Traffic Capacity and Population Demographics
With only five traffic lanes in each direction, traffic movement is greatly compromised, especially during commute hours. Traffic capacity has remained the same from 1960 to 2012 and is no different with the east crossing replacement. In 1936, the Bay Area population was about 1,650,000. By 1990, it was about 6,024,000, and by 2010, it was 7,150,000. The projected population in 2025 is 8,880,000, rising to 9,031,500 in 2035 (50% greater than in 1990). Traffic growth has been even more rapid. When the bridge originally opened in 1936, the traffic equivalent was 50,000 vehicles. As early as 1947, Frank Lloyd Wright called the traffic congestion on the Bay Bridge intolerable. By the late 1990s, this critical highway link carried about 280,000 vehicles on an average day. In 2000, it was evaluated as 324,000 vehicles on average. In other words, the growth in demand has increased nearly six-fold over the past 75 years. Currently, during commute hours it can take up to 30 minutes to drive the 4.4 miles (7.1 km) from water’s edge to water’s edge across the bridge. That translates to only 9 miles per hour (14 km/h), and sometimes it is even worse, especially if there is an accident on the bridge. The idea of supplementing traffic capacity across the bay is not new. Numerous studies over the past 60 years have been conducted for new crossings (both bridges and tunnels). None of these studies were pursued, for environmental, political, economic and other reasons. However, these efforts show a great deal of continuing interest in reducing the pressure on cross-bay traffic.

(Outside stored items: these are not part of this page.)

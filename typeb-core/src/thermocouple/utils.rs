//! Shared input checks for thermocouple lookups
//!
//! Every lookup validates its input the same way before touching a table:
//!
//! 1. Reject NaN and infinities (`InvalidValue`)
//! 2. Reject values outside the closed domain `[min, max]` (`OutOfRange`)
//!
//! Both are pure functions, safe to call from interrupt context.

use crate::errors::{ConversionError, ConversionResult, Quantity};

/// Closed-interval membership, the predicate behind every `in_range_*` check
#[inline]
pub fn in_range(value: f32, min: f32, max: f32) -> bool {
    value >= min && value <= max
}

/// Check that a value is finite and within `[min, max]`, returning it if so
pub fn check_range(quantity: Quantity, value: f32, min: f32, max: f32) -> ConversionResult<f32> {
    if !value.is_finite() {
        log_warn!("rejected non-finite {} input", quantity.symbol());
        return Err(ConversionError::InvalidValue);
    }

    if in_range(value, min, max) {
        Ok(value)
    } else {
        log_warn!(
            "{}{} outside [{}, {}]",
            value, quantity.symbol(), min, max
        );
        Err(ConversionError::OutOfRange {
            quantity,
            value,
            min,
            max,
        })
    }
}
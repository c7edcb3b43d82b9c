//! Celsius / Fahrenheit conversion
//!
//! The converter works in Celsius internally; Fahrenheit inputs are
//! normalized to Celsius before a lookup and results are converted back on
//! the way out.

/// °C → °F
#[inline]
pub fn celsius_to_fahrenheit(celsius: f64) -> f64 {
    celsius * 9.0 / 5.0 + 32.0
}

/// °F → °C
#[inline]
pub fn fahrenheit_to_celsius(fahrenheit: f64) -> f64 {
    (fahrenheit - 32.0) * 5.0 / 9.0
}
//! Constants for Type B Conversions
//!
//! All numeric values used by the converter live here, grouped by purpose:
//! - **ITS-90**: polynomial coefficients and sub-range bounds
//! - **Limits**: valid input domains and the error sentinel
//!
//! Tables are plain `const` data with no initialization order and no interior
//! mutability, so they can be shared freely between threads and interrupts.

/// ITS-90 Type B coefficient and sub-range tables.
pub mod its90;

/// Input domains and the range error sentinel.
pub mod limits;

pub use limits::{CELSIUS_MAX, CELSIUS_MIN, MV_MAX, MV_MIN, RANGE_ERROR};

Figure 5: New east crossing: Skyway and self-anchored suspension bridge (SAS). Courtesy of MTC and Caltrans.
Seeking a rational solution for this “problem,” some of the possibilities include: • Expanding Bay Area Rapid Transit’s (BART) underwater, cross-bay tunnel. BART has already reached its maximum capacity during peak commute times. Enlarging the system would be fraught with technical difficulties, high cost and environmental problems. • Adding more ferries. The Bay Bridge ended the ferry system era long ago. Ferries imply more automobiles to get to and from the water’s edge. This would be a giant step backward. • Adding a second bridge parallel to the existing Bay Bridge.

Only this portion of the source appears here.